Saved data entries

╔══

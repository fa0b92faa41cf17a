/// Task endpoints
///
/// # Endpoints
///
/// - `GET /v1/tasks` - List tasks (admin: all, user: own)
/// - `POST /v1/tasks` - Create a task, owned by the caller
/// - `GET /v1/tasks/:id` - Read a task (owner or admin)
/// - `PUT /v1/tasks/:id` - Update a task (owner or admin; reassignment admin only)
/// - `DELETE /v1/tasks/:id` - Delete a task (owner or admin)
/// - `PATCH /v1/tasks/:id/complete` - Mark completed (owner or admin, idempotent)
///
/// Handlers resolve the target task first (404 on a miss), then consult the
/// policy engine, then validate input, and only then touch storage. A
/// denied or invalid request never mutates anything.
use axum::{
    extract::{Path, State},
    http::StatusCode,
    Extension, Json,
};
use serde::Deserialize;
use taskdeck_shared::{
    auth::policy::{authorize, task_list_scope, AuthContext, Operation, TaskScope},
    models::{
        task::{CreateTask, Task, TaskStatus, UpdateTask},
        user::User,
    },
    validation::validate_task_write,
};
use uuid::Uuid;

use crate::{
    app::AppState,
    error::{ApiError, ApiResult},
};

/// Task creation request
///
/// There is no owner field: the server always assigns the authenticated
/// caller as the owner, regardless of what the client might send.
#[derive(Debug, Deserialize)]
pub struct CreateTaskRequest {
    pub title: String,

    pub description: String,

    /// ISO-8601 calendar date, optionally with a time component
    pub due_date: String,

    /// Initial status (default: pending)
    pub status: Option<TaskStatus>,
}

/// Task update request
///
/// Title, description, and due date are replaced wholesale; status keeps
/// its current value when absent. `owner_id` reassigns the task and is
/// admin only.
#[derive(Debug, Deserialize)]
pub struct UpdateTaskRequest {
    pub title: String,

    pub description: String,

    /// ISO-8601 calendar date, optionally with a time component
    pub due_date: String,

    pub status: Option<TaskStatus>,

    /// New owner (admin only)
    pub owner_id: Option<Uuid>,
}

/// List tasks
///
/// Admins see every task; regular users see only their own. The scope
/// decision lives in the policy module, not here.
pub async fn list_tasks(
    State(state): State<AppState>,
    Extension(auth): Extension<AuthContext>,
) -> ApiResult<Json<Vec<Task>>> {
    authorize(Some(&auth), Operation::ListTasks)?;

    let tasks = match task_list_scope(&auth) {
        TaskScope::All => Task::list_all(&state.db).await?,
        TaskScope::Owned(owner_id) => Task::list_by_owner(&state.db, owner_id).await?,
    };

    Ok(Json(tasks))
}

/// Create a task owned by the caller
///
/// # Errors
///
/// - `422 Unprocessable Entity`: Missing fields or unparseable due date
pub async fn create_task(
    State(state): State<AppState>,
    Extension(auth): Extension<AuthContext>,
    Json(req): Json<CreateTaskRequest>,
) -> ApiResult<(StatusCode, Json<Task>)> {
    authorize(Some(&auth), Operation::CreateTask)?;

    let due_date = validate_task_write(&req.title, &req.description, &req.due_date)?;

    let task = Task::create(
        &state.db,
        CreateTask {
            title: req.title,
            description: req.description,
            due_date,
            status: req.status.unwrap_or_default(),
            owner_id: auth.user_id,
        },
    )
    .await?;

    tracing::info!(task_id = %task.id, owner_id = %task.owner_id, "Task created");

    Ok((StatusCode::CREATED, Json(task)))
}

/// Read a single task (owner or admin)
pub async fn get_task(
    State(state): State<AppState>,
    Extension(auth): Extension<AuthContext>,
    Path(id): Path<Uuid>,
) -> ApiResult<Json<Task>> {
    let task = Task::find_by_id(&state.db, id)
        .await?
        .ok_or_else(|| ApiError::NotFound("Task not found".to_string()))?;

    authorize(
        Some(&auth),
        Operation::ReadTask {
            owner_id: task.owner_id,
        },
    )?;

    Ok(Json(task))
}

/// Update a task (owner or admin; owner reassignment admin only)
///
/// # Errors
///
/// - `400 Bad Request`: New owner does not exist
/// - `403 Forbidden`: Caller is neither owner nor admin, or a non-admin
///   attempted a reassignment
/// - `404 Not Found`: Task does not exist
/// - `422 Unprocessable Entity`: Invalid fields
pub async fn update_task(
    State(state): State<AppState>,
    Extension(auth): Extension<AuthContext>,
    Path(id): Path<Uuid>,
    Json(req): Json<UpdateTaskRequest>,
) -> ApiResult<Json<Task>> {
    let task = Task::find_by_id(&state.db, id)
        .await?
        .ok_or_else(|| ApiError::NotFound("Task not found".to_string()))?;

    let reassigns_owner = req.owner_id.is_some_and(|owner| owner != task.owner_id);

    authorize(
        Some(&auth),
        Operation::UpdateTask {
            owner_id: task.owner_id,
            reassigns_owner,
        },
    )?;

    let due_date = validate_task_write(&req.title, &req.description, &req.due_date)?;

    // Every task must reference an existing owner at write time.
    if let Some(new_owner) = req.owner_id {
        if User::find_by_id(&state.db, new_owner).await?.is_none() {
            return Err(ApiError::BadRequest(
                "Target owner does not exist".to_string(),
            ));
        }
    }

    let updated = Task::update(
        &state.db,
        task.id,
        UpdateTask {
            title: req.title,
            description: req.description,
            due_date,
            status: req.status,
            owner_id: req.owner_id,
        },
    )
    .await?
    .ok_or_else(|| ApiError::NotFound("Task not found".to_string()))?;

    Ok(Json(updated))
}

/// Delete a task (owner or admin)
pub async fn delete_task(
    State(state): State<AppState>,
    Extension(auth): Extension<AuthContext>,
    Path(id): Path<Uuid>,
) -> ApiResult<StatusCode> {
    let task = Task::find_by_id(&state.db, id)
        .await?
        .ok_or_else(|| ApiError::NotFound("Task not found".to_string()))?;

    authorize(
        Some(&auth),
        Operation::DeleteTask {
            owner_id: task.owner_id,
        },
    )?;

    Task::delete(&state.db, task.id).await?;

    tracing::info!(task_id = %task.id, deleted_by = %auth.user_id, "Task deleted");

    Ok(StatusCode::NO_CONTENT)
}

/// Mark a task as completed (owner or admin)
///
/// Idempotent: completing an already-completed task succeeds and leaves
/// the status at completed.
pub async fn complete_task(
    State(state): State<AppState>,
    Extension(auth): Extension<AuthContext>,
    Path(id): Path<Uuid>,
) -> ApiResult<Json<Task>> {
    let task = Task::find_by_id(&state.db, id)
        .await?
        .ok_or_else(|| ApiError::NotFound("Task not found".to_string()))?;

    authorize(
        Some(&auth),
        Operation::CompleteTask {
            owner_id: task.owner_id,
        },
    )?;

    let completed = Task::mark_completed(&state.db, task.id)
        .await?
        .ok_or_else(|| ApiError::NotFound("Task not found".to_string()))?;

    Ok(Json(completed))
}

╚══

-- WORK ITEM --
Write only the number of lines in the data above that include "tracing".

-- RESPONSE TO THIS TASK --
2